Crossbreed also offers what they call a “V” clip, which secures the holster to an adhesive velcro strip that you install on the inside of your belt. I haven’t tried this option yet.
(3) Use while engaging in physical activity. The holster is comfortable and has worked very well while biking, dancing, and chasing after a toddler. The horsehide leather is reasonably sweat-repellent – a long bike ride in the hot sun leaves it a little damp, of course (it’s leather; it’s not sweat-proof,) but it met my expectations.

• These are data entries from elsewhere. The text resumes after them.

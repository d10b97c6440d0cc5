//! statistical_tests::adf — Augmented Dickey–Fuller unit-root test.
//!
//! Purpose
//! -------
//! Test `H₀: the series has a unit root` against stationarity (around a
//! constant, or a constant plus linear trend).
//!
//! Key behaviors
//! -------------
//! - Regression: `Δyₜ = ρ yₜ₋₁ + c [+ δ t] + Σᵢ₌₁ᵏ bᵢ Δyₜ₋ᵢ + εₜ`, solved by
//!   OLS with `nalgebra`. The statistic is `τ = ρ̂ / se(ρ̂)`.
//! - Default lag order `k = trunc((n − 1)^(1/3))`.
//! - p-values from MacKinnon's (1994) response surface for one variable:
//!   `p = Φ(c₀ + c₁τ + c₂τ² [+ c₃τ³])`, using the small-p polynomial left of
//!   `τ*` and the large-p polynomial right of it; `p = 0` below `τ_min` and
//!   `p = 1` above `τ_max`.
//!
//! Invariants & assumptions
//! ------------------------
//! - Needs `n ≥ 2k + d + 3` observations (`d` deterministic terms) so the
//!   regression has positive residual degrees of freedom.
//! - A constant series yields a singular design and is reported as
//!   [`StatError::SingularRegression`].
use crate::statistical_tests::{
    errors::{StatError, StatResult},
    outcome::TestOutcome,
    validation::{validate_series, validate_significance},
};
use nalgebra::{DMatrix, DVector};
use serde::{Deserialize, Serialize};
use statrs::distribution::{ContinuousCDF, Normal};

/// Deterministic terms in the test regression.
#[derive(Debug, Clone, Copy, PartialEq, Eq, Default, Serialize, Deserialize)]
pub enum AdfRegression {
    Constant,
    #[default]
    ConstantTrend,
}

impl AdfRegression {
    fn n_deterministic(self) -> usize {
        match self {
            AdfRegression::Constant => 1,
            AdfRegression::ConstantTrend => 2,
        }
    }
}

#[derive(Debug, Clone, Copy, PartialEq, Default, Serialize, Deserialize)]
pub struct AdfOptions {
    pub regression: AdfRegression,
    /// Lagged differences; `None` uses `trunc((n − 1)^(1/3))`.
    pub lags: Option<usize>,
}

#[derive(Debug, Clone, Copy, PartialEq, Serialize, Deserialize)]
pub struct AdfOutcome {
    pub statistic: f64,
    pub p_value: f64,
    pub lags: usize,
    pub n_obs: usize,
    pub regression: AdfRegression,
}

impl AdfOutcome {
    /// Unit root rejected at level `alpha`.
    pub fn is_stationary(&self, alpha: f64) -> bool {
        self.p_value < alpha
    }

    pub fn outcome(&self) -> TestOutcome {
        TestOutcome::new(self.statistic, self.p_value)
    }
}

pub fn default_lag(n: usize) -> usize {
    ((n.saturating_sub(1)) as f64).cbrt().trunc() as usize
}

/// Run the ADF test on `series`.
///
/// # Errors
/// `InsufficientData`, `InvalidData`, `SingularRegression` or `ZeroVariance`
/// (perfect fit, so `se(ρ̂) = 0`).
pub fn adf_test(series: &[f64], opts: &AdfOptions) -> StatResult<AdfOutcome> {
    let n = series.len();
    let k = opts.lags.unwrap_or_else(|| default_lag(n));
    let n_det = opts.regression.n_deterministic();
    validate_series(series, 2 * k + n_det + 3)?;

    let dy: Vec<f64> = series.windows(2).map(|w| w[1] - w[0]).collect();
    let m = dy.len() - k;
    let cols = 1 + n_det + k;

    let x = DMatrix::<f64>::from_fn(m, cols, |row, col| {
        let i = row + k;
        match col {
            0 => series[i],
            1 => 1.0,
            2 if n_det == 2 => (i + 1) as f64,
            _ => dy[i - (col - n_det)],
        }
    });
    let y = DVector::<f64>::from_fn(m, |row, _| dy[row + k]);

    let (coef, se) = ols_first_coefficient(&x, &y)?;
    let statistic = coef / se;
    Ok(AdfOutcome {
        statistic,
        p_value: mackinnon_p_value(statistic, opts.regression),
        lags: k,
        n_obs: m,
        regression: opts.regression,
    })
}

/// Convenience wrapper: ADF at `alpha` with default options.
pub fn is_stationary(series: &[f64], alpha: f64) -> StatResult<bool> {
    validate_significance(alpha)?;
    Ok(adf_test(series, &AdfOptions::default())?.is_stationary(alpha))
}

/// OLS estimate and standard error of the first regressor.
fn ols_first_coefficient(x: &DMatrix<f64>, y: &DVector<f64>) -> StatResult<(f64, f64)> {
    let (m, c) = x.shape();
    let xtx = x.transpose() * x;
    let xtx_inv = xtx.try_inverse().ok_or(StatError::SingularRegression)?;
    if xtx_inv.iter().any(|v| !v.is_finite()) {
        return Err(StatError::SingularRegression);
    }
    let beta = &xtx_inv * (x.transpose() * y);
    let resid = y - x * &beta;
    let s2 = resid.norm_squared() / (m - c) as f64;
    let var0 = s2 * xtx_inv[(0, 0)];
    if !(var0 > 0.0) {
        return Err(StatError::ZeroVariance);
    }
    Ok((beta[0], var0.sqrt()))
}

// MacKinnon (1994) response-surface coefficients, one I(1) variable.
const TAU_MAX_C: f64 = 2.74;
const TAU_MIN_C: f64 = -18.83;
const TAU_STAR_C: f64 = -1.61;
const SMALL_P_C: [f64; 3] = [2.1659, 1.4412, 0.038269];
const LARGE_P_C: [f64; 4] = [1.7339, 0.93202, -0.12745, -0.010368];

const TAU_MAX_CT: f64 = 0.7;
const TAU_MIN_CT: f64 = -16.18;
const TAU_STAR_CT: f64 = -2.89;
const SMALL_P_CT: [f64; 3] = [3.2512, 1.6047, 0.049588];
const LARGE_P_CT: [f64; 4] = [2.5261, 0.61654, -0.37956, -0.060285];

/// Approximate asymptotic p-value of an ADF statistic.
pub fn mackinnon_p_value(tau: f64, regression: AdfRegression) -> f64 {
    let (tau_max, tau_min, tau_star, small, large) = match regression {
        AdfRegression::Constant => (TAU_MAX_C, TAU_MIN_C, TAU_STAR_C, &SMALL_P_C[..], &LARGE_P_C[..]),
        AdfRegression::ConstantTrend => {
            (TAU_MAX_CT, TAU_MIN_CT, TAU_STAR_CT, &SMALL_P_CT[..], &LARGE_P_CT[..])
        }
    };
    if tau.is_nan() {
        return f64::NAN;
    }
    if tau > tau_max {
        return 1.0;
    }
    if tau < tau_min {
        return 0.0;
    }
    let coefs = if tau <= tau_star { small } else { large };
    let z = coefs.iter().rev().fold(0.0, |acc, c| acc * tau + c);
    standard_normal_cdf(z)
}

fn standard_normal_cdf(z: f64) -> f64 {
    match Normal::new(0.0, 1.0) {
        Ok(normal) => normal.cdf(z),
        Err(_) => f64::NAN,
    }
}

(4) It is comfortable. I’ve also found that I don’t really need to ‘upsize’ my pants when wearing my Kahr in this holster.
Total cost as tested:
Horsehide leather: $10.00
Extra J-hook clip: $5.00
Less 10% discount for NRA membership -$7.35
Total purchase price: $66.15
Ratings (out of five stars):
Fit and Finish * * * * *
The quality of the materials is great, just what I’ve come to expect from Crossbreed. The gun fit snugly into the Kydex sheath. The leather was high-quality. No complaints here.
Concealability * * * * *
It’s a small holster intended for small pistols, so it’s very concealable to begin with. When using the regular-issue Crossbreed clips, however, someone who knows what they’re looking for will easily spot it. When using the “J” clip, that same someone would need to be very observant. With my shirt tucked in (even a T-shirt,) it pretty much disappears, and it would take someone giving you a hug from the side to really notice it.
Retention * * * * *
It’s an IWB holster; they have to see it to try to grab it in the first place, and as mentioned above, it’s pretty concealable.
Presentation * *
It’s comfortable and very concealable. But without a combat cut and worn under deep concealment, you won’t be drawing your gun very quickly.
Overall: * * 1/2
When I was using the regular clip, it was stable, very comfortable, very concealable, and the horsehide leather was very sweat-repellent. The MicroClip would have received a higher rating from me, but the fact that getting a good grip on the pistol can sometimes be a little difficult due to the stiffness of the leather has meant that the holster is relegated to those times when I am biking and want to carry my Kahr P380. I have since contacted Crossbreed to ask them to alter the holster with a combat cut, and if they are agreeable, hopefully that will eliminate my main bone of contention.